--- ABOUT THIS EXERCISE ---
Here are the records. Write out exactly the lines between the one holding "I::Muls(src, register) =>" and the one holding "overflow: destination untouched", inclusive.

Segment Open

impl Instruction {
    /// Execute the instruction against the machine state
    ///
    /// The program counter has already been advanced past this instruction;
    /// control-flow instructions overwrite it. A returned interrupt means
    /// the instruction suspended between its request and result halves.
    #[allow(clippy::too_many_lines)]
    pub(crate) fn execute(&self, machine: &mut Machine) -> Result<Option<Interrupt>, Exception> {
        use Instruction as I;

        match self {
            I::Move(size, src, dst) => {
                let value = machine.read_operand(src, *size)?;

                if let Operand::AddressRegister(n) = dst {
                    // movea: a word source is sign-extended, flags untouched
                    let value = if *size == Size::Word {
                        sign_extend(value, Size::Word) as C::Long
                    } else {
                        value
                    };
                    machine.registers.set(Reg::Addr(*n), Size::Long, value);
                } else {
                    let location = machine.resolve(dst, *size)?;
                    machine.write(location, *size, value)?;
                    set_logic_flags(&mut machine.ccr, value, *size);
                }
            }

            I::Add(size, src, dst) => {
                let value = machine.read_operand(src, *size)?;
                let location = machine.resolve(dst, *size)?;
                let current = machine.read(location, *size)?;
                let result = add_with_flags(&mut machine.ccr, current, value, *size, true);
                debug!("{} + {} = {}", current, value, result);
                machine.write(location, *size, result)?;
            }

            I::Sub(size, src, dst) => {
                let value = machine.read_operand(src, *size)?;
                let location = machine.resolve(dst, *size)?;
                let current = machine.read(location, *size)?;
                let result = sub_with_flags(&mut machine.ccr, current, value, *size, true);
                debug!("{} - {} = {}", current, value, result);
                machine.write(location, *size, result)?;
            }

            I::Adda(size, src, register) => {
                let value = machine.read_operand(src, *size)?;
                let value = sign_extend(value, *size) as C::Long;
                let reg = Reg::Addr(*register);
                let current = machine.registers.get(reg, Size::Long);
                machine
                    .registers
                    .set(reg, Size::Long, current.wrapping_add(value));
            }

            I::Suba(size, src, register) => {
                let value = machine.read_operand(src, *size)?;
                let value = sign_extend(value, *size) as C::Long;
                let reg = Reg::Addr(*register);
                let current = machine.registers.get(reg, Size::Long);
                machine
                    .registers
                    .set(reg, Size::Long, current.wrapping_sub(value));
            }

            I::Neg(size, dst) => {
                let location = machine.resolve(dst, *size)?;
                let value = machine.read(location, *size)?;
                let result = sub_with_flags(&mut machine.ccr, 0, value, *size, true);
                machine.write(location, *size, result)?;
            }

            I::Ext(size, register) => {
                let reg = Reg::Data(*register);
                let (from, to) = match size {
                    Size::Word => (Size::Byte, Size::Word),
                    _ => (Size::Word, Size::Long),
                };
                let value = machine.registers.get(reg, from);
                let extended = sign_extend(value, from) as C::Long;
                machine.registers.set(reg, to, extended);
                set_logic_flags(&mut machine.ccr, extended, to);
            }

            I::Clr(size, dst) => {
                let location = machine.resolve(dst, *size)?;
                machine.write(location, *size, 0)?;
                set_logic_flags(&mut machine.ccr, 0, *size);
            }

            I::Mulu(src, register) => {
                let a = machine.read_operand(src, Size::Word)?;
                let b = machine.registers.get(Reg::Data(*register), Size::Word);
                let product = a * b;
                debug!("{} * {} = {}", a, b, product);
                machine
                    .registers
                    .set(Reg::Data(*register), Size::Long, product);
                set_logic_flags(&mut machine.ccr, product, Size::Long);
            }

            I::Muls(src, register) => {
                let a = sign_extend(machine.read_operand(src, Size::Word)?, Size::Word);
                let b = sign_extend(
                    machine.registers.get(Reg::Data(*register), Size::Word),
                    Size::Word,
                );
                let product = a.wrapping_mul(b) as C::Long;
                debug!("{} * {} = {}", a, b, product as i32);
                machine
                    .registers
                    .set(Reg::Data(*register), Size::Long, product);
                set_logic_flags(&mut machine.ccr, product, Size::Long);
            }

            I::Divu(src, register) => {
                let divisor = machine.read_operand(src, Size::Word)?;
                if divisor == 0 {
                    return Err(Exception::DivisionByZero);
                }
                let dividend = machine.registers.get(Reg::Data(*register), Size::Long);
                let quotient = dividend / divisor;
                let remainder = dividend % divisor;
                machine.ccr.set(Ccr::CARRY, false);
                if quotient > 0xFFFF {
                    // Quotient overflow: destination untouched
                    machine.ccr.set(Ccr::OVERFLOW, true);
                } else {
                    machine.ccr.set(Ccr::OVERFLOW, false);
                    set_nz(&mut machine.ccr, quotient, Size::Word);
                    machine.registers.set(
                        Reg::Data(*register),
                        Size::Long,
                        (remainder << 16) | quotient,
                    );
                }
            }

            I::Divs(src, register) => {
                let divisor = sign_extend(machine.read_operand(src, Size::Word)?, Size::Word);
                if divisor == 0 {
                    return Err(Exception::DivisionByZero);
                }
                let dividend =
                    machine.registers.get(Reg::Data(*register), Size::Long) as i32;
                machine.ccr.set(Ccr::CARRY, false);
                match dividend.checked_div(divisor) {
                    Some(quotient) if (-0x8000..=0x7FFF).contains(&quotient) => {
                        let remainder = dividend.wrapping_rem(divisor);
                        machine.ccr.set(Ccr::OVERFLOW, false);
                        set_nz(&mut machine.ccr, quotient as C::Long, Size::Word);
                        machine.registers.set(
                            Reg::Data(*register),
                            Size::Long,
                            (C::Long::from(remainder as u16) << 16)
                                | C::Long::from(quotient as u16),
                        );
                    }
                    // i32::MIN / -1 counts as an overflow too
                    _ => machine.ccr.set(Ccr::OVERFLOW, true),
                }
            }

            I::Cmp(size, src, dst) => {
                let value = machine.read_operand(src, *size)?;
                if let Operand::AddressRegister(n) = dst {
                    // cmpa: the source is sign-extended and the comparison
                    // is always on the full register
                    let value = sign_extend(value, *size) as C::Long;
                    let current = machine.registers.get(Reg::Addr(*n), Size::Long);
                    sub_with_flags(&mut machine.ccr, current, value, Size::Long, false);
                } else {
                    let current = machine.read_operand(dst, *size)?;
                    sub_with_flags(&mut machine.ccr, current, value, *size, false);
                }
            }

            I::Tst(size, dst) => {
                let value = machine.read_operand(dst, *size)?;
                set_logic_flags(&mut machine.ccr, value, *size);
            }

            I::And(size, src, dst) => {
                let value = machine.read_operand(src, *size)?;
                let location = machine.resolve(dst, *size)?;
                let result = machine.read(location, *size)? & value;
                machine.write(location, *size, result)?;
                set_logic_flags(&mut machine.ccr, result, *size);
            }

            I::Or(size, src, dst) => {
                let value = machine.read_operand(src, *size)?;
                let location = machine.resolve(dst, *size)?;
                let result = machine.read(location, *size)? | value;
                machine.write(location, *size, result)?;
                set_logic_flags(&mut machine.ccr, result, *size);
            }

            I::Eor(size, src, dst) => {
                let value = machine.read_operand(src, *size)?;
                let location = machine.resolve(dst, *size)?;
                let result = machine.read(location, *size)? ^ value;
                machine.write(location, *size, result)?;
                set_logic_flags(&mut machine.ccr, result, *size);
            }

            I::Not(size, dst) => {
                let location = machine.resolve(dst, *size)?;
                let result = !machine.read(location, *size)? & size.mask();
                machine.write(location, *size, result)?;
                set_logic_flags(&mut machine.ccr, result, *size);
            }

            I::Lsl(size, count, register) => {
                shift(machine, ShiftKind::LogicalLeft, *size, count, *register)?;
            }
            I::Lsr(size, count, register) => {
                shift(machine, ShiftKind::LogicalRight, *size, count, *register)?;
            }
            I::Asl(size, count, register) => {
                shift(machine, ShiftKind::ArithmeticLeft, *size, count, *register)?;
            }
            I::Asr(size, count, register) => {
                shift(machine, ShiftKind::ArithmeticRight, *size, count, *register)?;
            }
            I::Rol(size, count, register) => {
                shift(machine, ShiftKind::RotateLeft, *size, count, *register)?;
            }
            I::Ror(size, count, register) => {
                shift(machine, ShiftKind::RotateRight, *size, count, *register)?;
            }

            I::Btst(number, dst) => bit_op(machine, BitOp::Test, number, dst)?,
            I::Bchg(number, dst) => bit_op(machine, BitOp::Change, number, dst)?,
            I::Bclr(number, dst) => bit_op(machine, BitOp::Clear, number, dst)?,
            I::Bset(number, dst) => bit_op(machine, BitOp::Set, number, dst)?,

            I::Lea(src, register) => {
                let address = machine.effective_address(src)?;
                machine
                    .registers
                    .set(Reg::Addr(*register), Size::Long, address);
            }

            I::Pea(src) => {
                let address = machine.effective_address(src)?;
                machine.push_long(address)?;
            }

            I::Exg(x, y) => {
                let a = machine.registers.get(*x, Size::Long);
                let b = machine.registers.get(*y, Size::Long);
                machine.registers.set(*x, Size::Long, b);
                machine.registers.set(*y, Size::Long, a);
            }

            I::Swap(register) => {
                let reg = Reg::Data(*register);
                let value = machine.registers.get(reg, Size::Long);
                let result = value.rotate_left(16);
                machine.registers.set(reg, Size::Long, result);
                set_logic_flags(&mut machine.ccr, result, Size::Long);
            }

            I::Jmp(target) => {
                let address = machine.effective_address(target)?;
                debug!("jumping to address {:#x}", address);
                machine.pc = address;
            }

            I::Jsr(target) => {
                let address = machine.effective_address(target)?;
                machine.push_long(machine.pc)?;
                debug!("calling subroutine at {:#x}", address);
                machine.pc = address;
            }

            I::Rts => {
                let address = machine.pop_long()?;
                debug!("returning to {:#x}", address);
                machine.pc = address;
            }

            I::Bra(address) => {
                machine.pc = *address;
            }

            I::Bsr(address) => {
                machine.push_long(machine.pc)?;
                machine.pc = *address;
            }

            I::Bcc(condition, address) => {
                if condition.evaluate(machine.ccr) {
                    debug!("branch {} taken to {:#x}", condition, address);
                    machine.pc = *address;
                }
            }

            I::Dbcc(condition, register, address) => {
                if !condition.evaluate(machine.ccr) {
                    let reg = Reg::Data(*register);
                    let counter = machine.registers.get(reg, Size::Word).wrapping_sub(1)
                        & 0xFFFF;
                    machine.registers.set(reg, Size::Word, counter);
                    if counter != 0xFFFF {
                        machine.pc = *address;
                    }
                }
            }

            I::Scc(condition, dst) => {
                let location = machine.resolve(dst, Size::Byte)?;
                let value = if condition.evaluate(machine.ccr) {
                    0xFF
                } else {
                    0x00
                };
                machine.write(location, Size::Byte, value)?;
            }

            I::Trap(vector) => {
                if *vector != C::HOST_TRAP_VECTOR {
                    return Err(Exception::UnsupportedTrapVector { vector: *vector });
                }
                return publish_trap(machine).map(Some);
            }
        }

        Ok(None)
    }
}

Segment Closed

--- TASK SOLUTION ---
            I::Muls(src, register) => {
                let a = sign_extend(machine.read_operand(src, Size::Word)?, Size::Word);
                let b = sign_extend(
                    machine.registers.get(Reg::Data(*register), Size::Word),
                    Size::Word,
                );
                let product = a.wrapping_mul(b) as C::Long;
                debug!("{} * {} = {}", a, b, product as i32);
                machine
                    .registers
                    .set(Reg::Data(*register), Size::Long, product);
                set_logic_flags(&mut machine.ccr, product, Size::Long);
            }

            I::Divu(src, register) => {
                let divisor = machine.read_operand(src, Size::Word)?;
                if divisor == 0 {
                    return Err(Exception::DivisionByZero);
                }
                let dividend = machine.registers.get(Reg::Data(*register), Size::Long);
                let quotient = dividend / divisor;
                let remainder = dividend % divisor;
                machine.ccr.set(Ccr::CARRY, false);
                if quotient > 0xFFFF {
                    // Quotient overflow: destination untouched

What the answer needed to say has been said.